- _Task_:
Repeat exactly the line containing "mod wearables;" and every line after it in the entries, and nothing besides.

Stored data:
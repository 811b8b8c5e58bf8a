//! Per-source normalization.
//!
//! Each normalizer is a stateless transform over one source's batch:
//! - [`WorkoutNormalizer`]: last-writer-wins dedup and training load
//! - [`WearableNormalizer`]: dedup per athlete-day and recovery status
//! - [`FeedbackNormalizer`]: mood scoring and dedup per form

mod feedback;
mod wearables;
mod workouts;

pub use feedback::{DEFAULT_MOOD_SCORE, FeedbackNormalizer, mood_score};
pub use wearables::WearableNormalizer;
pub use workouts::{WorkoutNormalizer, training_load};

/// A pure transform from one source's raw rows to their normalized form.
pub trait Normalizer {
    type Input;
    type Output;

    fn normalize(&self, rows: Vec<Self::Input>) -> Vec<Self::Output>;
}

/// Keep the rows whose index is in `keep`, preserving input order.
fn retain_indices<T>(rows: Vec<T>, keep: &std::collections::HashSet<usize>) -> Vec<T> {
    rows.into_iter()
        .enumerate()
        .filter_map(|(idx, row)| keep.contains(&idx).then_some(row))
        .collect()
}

- _Written response_:
mod wearables;
mod workouts;

pub use feedback::{DEFAULT_MOOD_SCORE, FeedbackNormalizer, mood_score};
pub use wearables::WearableNormalizer;
pub use workouts::{WorkoutNormalizer, training_load};

/// A pure transform from one source's raw rows to their normalized form.
pub trait Normalizer {
    type Input;
    type Output;

    fn normalize(&self, rows: Vec<Self::Input>) -> Vec<Self::Output>;
}

/// Keep the rows whose index is in `keep`, preserving input order.
fn retain_indices<T>(rows: Vec<T>, keep: &std::collections::HashSet<usize>) -> Vec<T> {
    rows.into_iter()
        .enumerate()
        .filter_map(|(idx, row)| keep.contains(&idx).then_some(row))
        .collect()
}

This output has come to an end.